### EXERCISE DESCRIPTION:
In the entries below, find each line with the string "plus" and copy it.

Collected data:
----
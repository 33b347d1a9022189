//! Declarative YAML loader: parses a document with top-level keys
//! `kind`, `name`, `description`, `nodes`, `edges`, `variables` into a
//! [`WorkflowBuilder`]. Node kinds: `agent`, `function`, `sub-workflow`,
//! `request-info`, `set-variable`. Edge kinds mirror [`crate::edge::Edge`]:
//! `direct`, `fan-out`, `fan-in`, `conditional`, plus the `chain` sugar also
//! available to hand-written builders.
//!
//! The loader never constructs a `ChatClient`, tool handler, or function body
//! itself — those are resolved by name against caller-supplied registries
//! (see [`registry`]). It validates the document (via [`WorkflowBuilder::build`]'s
//! own validation) before handing the graph to the builder; it does not run
//! anything itself.

pub mod condition;
pub mod registry;
pub mod variables;

use std::collections::{HashMap, HashSet};
use std::path::{Path, PathBuf};
use std::sync::Arc;

use serde::Deserialize;
use serde_json::Value;
use thiserror::Error;

use crate::agent_executor::{run_turn, AgentTurn};
use crate::chat_client::ChatOptions;
use crate::edge::{Edge, FanInAggregator};
use crate::error::WorkflowError;
use crate::executor::{Context, Executor, ExecutorBuilder};
use crate::message::Message;
use crate::subworkflow::WorkflowExecutor;
use crate::workflow::WorkflowBuilder;

pub use condition::ConditionError;
pub use registry::{AgentRegistry, FunctionRegistry, MapAgentRegistry, MapFunctionRegistry, MapSelectorRegistry, SelectorRegistry};
pub use variables::VariableScope;

const DEFAULT_MAX_TOOL_ROUNDS: usize = 8;

#[derive(Debug, Error)]
pub enum LoaderError {
    #[error("yaml: {0}")]
    Yaml(#[from] serde_yaml::Error),
    #[error("read '{0}': {1}")]
    Io(String, #[source] std::io::Error),
    #[error("no nodes declared")]
    EmptyGraph,
    #[error("node '{0}': missing required field '{1}'")]
    MissingField(String, &'static str),
    #[error("edge: missing required field '{0}'")]
    MissingEdgeField(&'static str),
    #[error("node '{0}': unknown kind '{1}'")]
    UnknownNodeKind(String, String),
    #[error("edge: unknown kind '{0}'")]
    UnknownEdgeKind(String),
    #[error("node '{0}': unresolved {1} '{2}'")]
    UnresolvedBinding(String, &'static str, String),
    #[error("edge from '{0}': unresolved selector '{1}'")]
    UnresolvedSelector(String, String),
    #[error("edge condition: {0}")]
    Condition(#[from] ConditionError),
    #[error("sub-workflow node '{0}': {1}")]
    SubWorkflow(String, Box<LoaderError>),
    #[error("build: {0}")]
    Build(#[from] WorkflowError),
}

#[derive(Debug, Deserialize)]
struct WorkflowSpec {
    #[allow(dead_code)]
    kind: Option<String>,
    #[allow(dead_code)]
    name: Option<String>,
    #[allow(dead_code)]
    #[serde(default)]
    description: String,
    #[serde(default)]
    start: Option<String>,
    #[serde(default)]
    variables: HashMap<String, Value>,
    nodes: Vec<NodeSpec>,
    #[serde(default)]
    edges: Vec<EdgeSpec>,
}

#[derive(Debug, Deserialize)]
struct NodeSpec {
    id: String,
    kind: String,
    #[serde(default)]
    chat_client: Option<String>,
    #[serde(default)]
    instructions: Option<String>,
    #[serde(default)]
    tools: Vec<String>,
    #[serde(default)]
    max_tool_rounds: Option<usize>,
    #[serde(default)]
    function: Option<String>,
    #[serde(default)]
    path: Option<String>,
    #[serde(default)]
    reuse_child_runner: Option<bool>,
    #[serde(default)]
    prompt: Option<String>,
    #[serde(default)]
    schema: Option<Value>,
    #[serde(default)]
    variable: Option<String>,
    #[serde(default)]
    value: Option<Value>,
    #[serde(default)]
    from_message: Option<String>,
}

#[derive(Debug, Deserialize)]
struct EdgeSpec {
    kind: String,
    #[serde(default)]
    from: Option<String>,
    #[serde(default)]
    to: Option<String>,
    #[serde(default)]
    targets: Vec<String>,
    #[serde(default)]
    sources: Vec<String>,
    #[serde(default)]
    selector: Option<String>,
    #[serde(default)]
    overflow_depth: Option<usize>,
    #[serde(default)]
    condition: Option<String>,
    #[serde(default)]
    true_target: Option<String>,
    #[serde(default)]
    false_target: Option<String>,
    #[serde(default)]
    nodes: Vec<String>,
}

enum BuiltEdge {
    Single(Edge),
    Chain(Vec<String>),
}

/// Result of loading one YAML document: the builder, ready for `.build()`
/// (or further hand-written customization such as `.checkpoint_storage`),
/// plus the ambient variable scope the graph's `conditional` edges and
/// `set-variable` nodes share for the lifetime of one run.
pub struct LoadedWorkflow {
    pub builder: WorkflowBuilder,
    pub variables: Arc<VariableScope>,
}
----
### SOLUTION TO THIS TASK:
//! `direct`, `fan-out`, `fan-in`, `conditional`, plus the `chain` sugar also
/// plus the ambient variable scope the graph's `conditional` edges and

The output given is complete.